**What to do:** Quote each record exactly, please, leaving none out.

Records provided START

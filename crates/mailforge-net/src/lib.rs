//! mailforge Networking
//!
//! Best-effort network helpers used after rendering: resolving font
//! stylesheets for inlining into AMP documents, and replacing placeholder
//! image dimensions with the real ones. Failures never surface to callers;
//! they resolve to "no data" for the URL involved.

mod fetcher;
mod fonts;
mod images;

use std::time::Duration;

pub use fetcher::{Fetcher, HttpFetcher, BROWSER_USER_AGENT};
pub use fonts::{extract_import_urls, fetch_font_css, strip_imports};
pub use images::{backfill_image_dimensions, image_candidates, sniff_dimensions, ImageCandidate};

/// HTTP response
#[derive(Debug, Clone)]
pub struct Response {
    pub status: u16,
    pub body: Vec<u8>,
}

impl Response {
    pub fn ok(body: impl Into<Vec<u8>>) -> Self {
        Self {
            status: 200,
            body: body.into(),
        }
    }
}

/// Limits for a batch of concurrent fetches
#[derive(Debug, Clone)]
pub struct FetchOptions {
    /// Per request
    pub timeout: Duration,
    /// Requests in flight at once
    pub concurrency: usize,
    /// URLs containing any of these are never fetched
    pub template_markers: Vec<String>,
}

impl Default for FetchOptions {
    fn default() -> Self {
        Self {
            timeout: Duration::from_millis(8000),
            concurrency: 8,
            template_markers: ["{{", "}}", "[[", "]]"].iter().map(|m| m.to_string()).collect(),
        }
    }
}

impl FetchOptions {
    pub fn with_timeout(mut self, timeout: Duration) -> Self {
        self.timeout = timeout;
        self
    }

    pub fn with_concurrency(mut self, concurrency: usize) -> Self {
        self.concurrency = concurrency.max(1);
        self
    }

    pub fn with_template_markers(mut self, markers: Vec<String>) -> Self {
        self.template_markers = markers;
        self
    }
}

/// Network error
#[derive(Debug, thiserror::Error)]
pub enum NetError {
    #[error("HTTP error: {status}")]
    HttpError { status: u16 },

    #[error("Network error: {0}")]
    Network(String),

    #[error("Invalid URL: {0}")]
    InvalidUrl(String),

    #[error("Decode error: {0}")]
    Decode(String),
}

Records provided END

**Answer to the exercise:**
filename crates/mailforge-net/src/lib.rs
//! mailforge Networking
//!
//! Best-effort network helpers used after rendering: resolving font
//! stylesheets for inlining into AMP documents, and replacing placeholder
//! image dimensions with the real ones. Failures never surface to callers;
//! they resolve to "no data" for the URL involved.

mod fetcher;
mod fonts;
mod images;

use std::time::Duration;

pub use fetcher::{Fetcher, HttpFetcher, BROWSER_USER_AGENT};
pub use fonts::{extract_import_urls, fetch_font_css, strip_imports};
pub use images::{backfill_image_dimensions, image_candidates, sniff_dimensions, ImageCandidate};

/// HTTP response
#[derive(Debug, Clone)]
pub struct Response {
    pub status: u16,
    pub body: Vec<u8>,
}

impl Response {
    pub fn ok(body: impl Into<Vec<u8>>) -> Self {
        Self {
            status: 200,
            body: body.into(),
        }
    }
}

/// Limits for a batch of concurrent fetches
#[derive(Debug, Clone)]
pub struct FetchOptions {
    /// Per request
    pub timeout: Duration,
    /// Requests in flight at once
    pub concurrency: usize,
    /// URLs containing any of these are never fetched
    pub template_markers: Vec<String>,
}

impl Default for FetchOptions {
    fn default() -> Self {
        Self {
            timeout: Duration::from_millis(8000),
            concurrency: 8,
            template_markers: ["{{", "}}", "[[", "]]"].iter().map(|m| m.to_string()).collect(),
        }
    }
}

impl FetchOptions {
    pub fn with_timeout(mut self, timeout: Duration) -> Self {
        self.timeout = timeout;
        self
    }

    pub fn with_concurrency(mut self, concurrency: usize) -> Self {
        self.concurrency = concurrency.max(1);
        self
    }

    pub fn with_template_markers(mut self, markers: Vec<String>) -> Self {
        self.template_markers = markers;
        self
    }
}

/// Network error
#[derive(Debug, thiserror::Error)]
pub enum NetError {
    #[error("HTTP error: {status}")]
    HttpError { status: u16 },

    #[error("Network error: {0}")]
    Network(String),

    #[error("Invalid URL: {0}")]
    InvalidUrl(String),

    #[error("Decode error: {0}")]
    Decode(String),
}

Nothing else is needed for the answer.